The next talk will be given by Atocha Aliseda (UNAM) on June 3rd, starting at 18:00. Save the date and join us on Zoom!

Title: The role of Hypothesis in Medical Diagnosis: a Logical Challenge

Abstract: In this talk I will start by presenting some challenges for the formal modeling of medical diagnosis and then introduce an Adaptive Logic: LATAr, which together with a contraction procedure RETRO and a way to distinguish kinds of premises (knowledge, hypotheses, observations), serves as a formal setting for hypotheses generation and testing in the empirical sciences. In particular, LATAr serves as a model for medical reasoning in the construction of diagnoses in Neurology.
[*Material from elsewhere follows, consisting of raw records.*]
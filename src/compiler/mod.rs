pub mod core;
pub mod loader;
/// Pending state of one token on a multi-task node.
#[derive(Debug, Clone, Serialize, Deserialize, PartialEq)]
pub struct MultiTaskState {
    pub instances: InstanceSet,
    /// Ordinal of the next consecutive task.
    pub cursor: usize,
    /// Remaining pool of a consecutive run.
    #[serde(default, skip_serializing_if = "Option::is_none")]
    pub pool: Option<TemporaryGroup>,
}

#[derive(Debug, Clone, PartialEq)]
pub struct Activation {
    pub created: bool,
    /// `None` when nothing is pending on the token.
    pub state: Option<MultiTaskState>,
}

#[derive(Debug, Clone, PartialEq)]
pub struct Completion {
    pub satisfied: bool,
    pub state: Option<MultiTaskState>,
}

#[derive(Debug, Deserialize)]
struct MultiTaskParams {
    #[serde(flatten)]
    spec: MultiTaskSpec,
    #[serde(default)]
    next: Option<NodeIndex>,
}

pub struct MultiTaskDefinition {
    services: MultiTaskServices,
}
As opposed to other abductive models, it considers the fact that diagnostic hypotheses are either the result of an abductive rule application or added deliberatively, the latter aiming to capture the case when a medical doctor aims at refuting a hypothesis. As any other Adaptive Logic, LATAr has a dynamic proof theory, one that allows for a line in a proof to be deleted when it is found that it no longer observes the conditions under which it was obtained in the first place. In addition, our LATAr combines deductive and abductive steps in its dynamic proofs. The research reported here was published in the Logic Journal of the IGPL 21(6): 915-913. 2013. doi:10.1093/jigpal/jzt005.